Ace's footsteps echo down the street. This, she thought, is the hard bit. She has lost track of how many times she has thought about this and wished she'd had the courage to ask to be brought here. It's something she knows she has to do alone, not with someone looking over her shoulder or reminding her that she couldn't change the past. That would only make it harder to watch it happen.

Just here to watch, she reminds herself. No interfering. No creating your own future again. No matter how much she wants to swoop in, grab the hand of her doomed friend and rescue her from her fate, she couldn't. Running is her speciality and they could run so far. The bike could take them anywhere, any-when, where nobody could ever hurt her again... But the dominos would fall differently if she did. She might never end up travelling through space and time, might never get to this moment and then time would revert back to the way it was supposed to be.

From the shadows, she watches the trio approach the house. Her face is already streaked with the tracks of tears. Not a drop seeps from her eyes when the match is lit. She has none left. The light in the bedroom went out hours ago but the bottle's contents catches alight and casts shadows onto the walls. It takes only minutes for the flames to find the gas pipes. Glass shatters. A roar echoes through the night. Her fingernails draw blood from her palms as the boys scamper at the sound of the sirens. Like a sentinel, she stands there until the sun rises. She hears herself scream, her younger self having arrived in her flannelette pyjamas. The nightmares of flames will begin tonight.

Her eyes catch on someone running in the distance; the Doctor. Her throat tightens as she tries to swallow. He's just arrived and doesn't know why the teenager is screaming until his steely eyes scan the crumbling building. He follows her when she breaks away from Audrey. He will watch her go to Gabriel Chase. He doesn't stay to see what she does there.

The crowd having dispersed, Ace walks over to the remains. "Manisha," she calls quietly, "I'm sorry..." She carefully retrieves a piece of paper and unfolds it. Her mouth opens but no words leave. Breathing is difficult enough. She reads it quietly to herself instead.

'You were always the best thing about this stupid place. Mum was always telling me to grow up and stop being such a kid and I finally did; the hard way. I didn't grow out of it, it was torn from me. You were taken from me. Every day I saw their faces and they dared to meet my eyes. They knew I knew. In my nightmares I watched you burn and they would smile.

I don't know which day will be my last or when I will join you, but I know you'd want me to fight until the end, cling to life. You always were the patient one, waiting for me. Me, well I was the explosive one. Saw myself as your protector, standing up to your fears and fighting your battles so you wouldn't have to. I punched that Chad boy on the first day of school because he called you names. You smiled as you told me I shouldn't have broken his nose. You called me Ace from the first time I asked you to. You laughed when my first Nitro experiment singed off my eyebrows and half my fringe.

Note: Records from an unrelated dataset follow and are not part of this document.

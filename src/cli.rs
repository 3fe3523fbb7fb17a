use std::io::Write;

use clap::{Parser, Subcommand, ValueEnum};
use time::{Date, OffsetDateTime};
use tracing::info;

use crate::aggregate::Macro;
use crate::auth;
use crate::error::ApiError;
use crate::meals::dto::parse_day;
use crate::meals::{MealForm, MealType, MealUpdate};
use crate::render;
use crate::state::AppState;
use crate::views::{DashboardView, Goals, JournalView, StatsView, SubmitStatus};

#[derive(Parser, Debug)]
#[command(name = "macrotrack", author, version, about = "Personal nutrition tracking")]
pub struct Cli {
    #[command(subcommand)]
    pub command: Command,
}

#[derive(Subcommand, Debug)]
pub enum Command {
    /// Log in and store the session
    Login {
        #[arg(long)]
        email: String,
        #[arg(long, env = "MACROTRACK_PASSWORD", hide_env_values = true)]
        password: String,
    },
    /// Forget the stored session
    Logout,
    /// Meals and running total of one day
    Day {
        #[arg(long, value_parser = parse_date)]
        date: Option<Date>,
    },
    /// Record a meal
    Add {
        #[arg(long)]
        calories: String,
        #[arg(long)]
        proteins: String,
        #[arg(long)]
        carbohydrates: String,
        #[arg(long)]
        fats: String,
        #[arg(long)]
        fiber: String,
        /// breakfast, lunch, dinner or other
        #[arg(long)]
        meal_type: String,
        #[arg(long, default_value = "")]
        name: String,
        #[arg(long, default_value = "")]
        description: String,
        #[arg(long, value_parser = parse_date)]
        date: Option<Date>,
    },
    /// Show a single meal
    Show { id: i64 },
    /// Change fields of a meal
    Edit {
        id: i64,
        #[arg(long)]
        name: Option<String>,
        #[arg(long)]
        description: Option<String>,
        #[arg(long)]
        calories: Option<f64>,
        #[arg(long)]
        proteins: Option<f64>,
        #[arg(long)]
        carbohydrates: Option<f64>,
        #[arg(long)]
        fats: Option<f64>,
        #[arg(long)]
        fiber: Option<f64>,
        #[arg(long, value_parser = parse_meal_type)]
        meal_type: Option<MealType>,
        #[arg(long, value_parser = parse_date)]
        date: Option<Date>,
    },
    /// Delete a meal
    Delete { id: i64 },
    /// Server-side statistics of one day against daily goals
    Stats {
        #[arg(long, value_parser = parse_date)]
        date: Option<Date>,
    },
    /// Daily totals of one macro with rolling averages
    Dashboard {
        #[arg(long = "macro", value_enum, default_value_t = MacroArg::Calories)]
        nutrient: MacroArg,
    },
}

#[derive(Copy, Clone, Debug, PartialEq, Eq, ValueEnum)]
pub enum MacroArg {
    Calories,
    Proteins,
    Carbohydrates,
    Fats,
    Fiber,
}

impl From<MacroArg> for Macro {
    fn from(arg: MacroArg) -> Self {
        match arg {
            MacroArg::Calories => Macro::Calories,
            MacroArg::Proteins => Macro::Proteins,
            MacroArg::Carbohydrates => Macro::Carbohydrates,
            MacroArg::Fats => Macro::Fats,
            MacroArg::Fiber => Macro::Fiber,
        }
    }
}

fn parse_date(s: &str) -> Result<Date, String> {
    parse_day(s).ok_or_else(|| format!("invalid date {s:?}, expected YYYY-MM-DD"))
}

fn parse_meal_type(s: &str) -> Result<MealType, String> {
    s.parse()
}

/// How a command ended, for the process exit code.
#[derive(Debug, Clone, Copy, PartialEq, Eq)]
pub enum Outcome {
    Done,
    Failed,
    SessionExpired,
}

fn today() -> Date {
    OffsetDateTime::now_utc().date()
}

/// Shows the session-expired prompt (or a bare error line) and logs out.
fn session_expired(state: &AppState, out: &mut impl Write) -> anyhow::Result<Outcome> {
    if state.config.expiry_prompt {
        writeln!(out, "{}", render::SESSION_EXPIRED)?;
    } else {
        eprintln!("error: session expired");
    }
    state.sessions.clear()?;
    Ok(Outcome::SessionExpired)
}

fn api_failure(
    state: &AppState,
    err: ApiError,
    out: &mut impl Write,
) -> anyhow::Result<Outcome> {
    if err.is_session_expired() {
        return session_expired(state, out);
    }
    eprintln!("{err}");
    Ok(Outcome::Failed)
}

pub async fn run(cli: Cli, state: &AppState) -> anyhow::Result<Outcome> {
    run_with_output(cli, state, &mut std::io::stdout()).await
}

/// Runs one command, writing rendered views to `out`. Diagnostics go to stderr.
pub async fn run_with_output(
    cli: Cli,
    state: &AppState,
    out: &mut impl Write,
) -> anyhow::Result<Outcome> {
    match cli.command {
        Command::Login { email, password } => {
            match auth::login(&state.api, &email, &password).await {
                Ok(session) => {
                    state.sessions.save(&session)?;
                    writeln!(out, "Logged in as {}", email.trim().to_lowercase())?;
                    Ok(Outcome::Done)
                }
                Err(e) => {
                    eprintln!("{e}");
                    Ok(Outcome::Failed)
                }
            }
        }
        Command::Logout => {
            state.sessions.clear()?;
            writeln!(out, "Logged out")?;
            Ok(Outcome::Done)
        }
        Command::Day { date } => {
            let session = state.session()?;
            let mut view = JournalView::new(date.unwrap_or_else(today));
            view.refresh(&state.api, &session).await;
            if view.meals().session_expired() {
                return session_expired(state, out);
            }
            writeln!(out, "{}", render::render_journal(&view.snapshot()))?;
            Ok(if view.meals().error().is_some() {
                Outcome::Failed
            } else {
                Outcome::Done
            })
        }
        Command::Add {
            calories,
            proteins,
            carbohydrates,
            fats,
            fiber,
            meal_type,
            name,
            description,
            date,
        } => {
            let session = state.session()?;
            let form = MealForm {
                calories,
                proteins,
                carbohydrates,
                fats,
                fiber,
                meal_type,
                name,
                description,
            };
            let mut view = JournalView::new(date.unwrap_or_else(today));
            let status = view.submit(&state.api, &session, form).await.clone();
            if view.meals().session_expired() {
                return session_expired(state, out);
            }
            writeln!(out, "{}", render::render_journal(&view.snapshot()))?;
            Ok(match status {
                SubmitStatus::Error(_) => Outcome::Failed,
                _ => Outcome::Done,
            })
        }
        Command::Show { id } => {
            let session = state.session()?;
            match state.api.get_meal(&session, id).await {
                Ok(meal) => {
                    writeln!(out, "{}", render::render_meal(&meal))?;
                    Ok(Outcome::Done)
                }
                Err(e) => api_failure(state, e, out),
            }
        }
        Command::Edit {
            id,
            name,
            description,
            calories,
            proteins,
            carbohydrates,
            fats,
            fiber,
            meal_type,
            date,
        } => {
            let update = MealUpdate {
                name,
                description,
                calories,
                proteins,
                carbohydrates,
                fats,
                fiber,
                meal_type,
                date: date.map(|d| d.midnight().assume_utc()),
            };
            if update.is_empty() {
                eprintln!("nothing to change");
                return Ok(Outcome::Failed);
            }
            let session = state.session()?;
            match state.api.update_meal(&session, id, &update).await {
                Ok(meal) => {
                    info!(id, "meal updated");
                    writeln!(out, "{}", render::render_meal(&meal))?;
                    Ok(Outcome::Done)
                }
                Err(e) => api_failure(state, e, out),
            }
        }
        Command::Delete { id } => {
            let session = state.session()?;
            match state.api.delete_meal(&session, id).await {
                Ok(()) => {
                    writeln!(out, "Meal #{id} deleted")?;
                    Ok(Outcome::Done)
                }
                Err(e) => api_failure(state, e, out),
            }
        }
        Command::Stats { date } => {
            let session = state.session()?;
            let mut view = StatsView::new(date.unwrap_or_else(today), Goals::default());
            view.refresh(&state.api, &session).await;
            if view.stats().session_expired() {
                return session_expired(state, out);
            }
            writeln!(out, "{}", render::render_stats(&view.snapshot()))?;
            Ok(if view.stats().error().is_some() {
                Outcome::Failed
            } else {
                Outcome::Done
            })
        }
        Command::Dashboard { nutrient } => {
            let session = state.session()?;
            let mut view = DashboardView::new(state.config.dashboard_days);
            view.select(nutrient.into());
            view.refresh(&state.api, &session).await;
            if view.meals().session_expired() {
                return session_expired(state, out);
            }
            writeln!(out, "{}", render::render_dashboard(&view.snapshot()))?;
            Ok(if view.meals().error().is_some() {
                Outcome::Failed
            } else {
                Outcome::Done
            })
        }
    }
}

Even when it all fades to black or when I can hold my breath no longer, I see you in the light shaking your head, your midnight hair shining and your eyes so bright. I hear you tell me 'Not yet'. You push me back because I still have battles to fight and people to protect. And I do, tooth and nail, weapons and words. I shout and strike at the dark and I keep the monsters at bay, the way I tried to protect you.

You told me you believed in an afterlife. Not sure if I do but if there is one, I know you've made it there. You're watching me from up there. There's been too many times where I've been close to death to think I escaped due to sheer luck. No, I know the reason.

It's because you are my guardian angel.'

The paper is folded and gently dropped into the remains of the fire. It shrinks as the flames nibble at the edges before crumpling into ashes, embers and dust rising into the sky.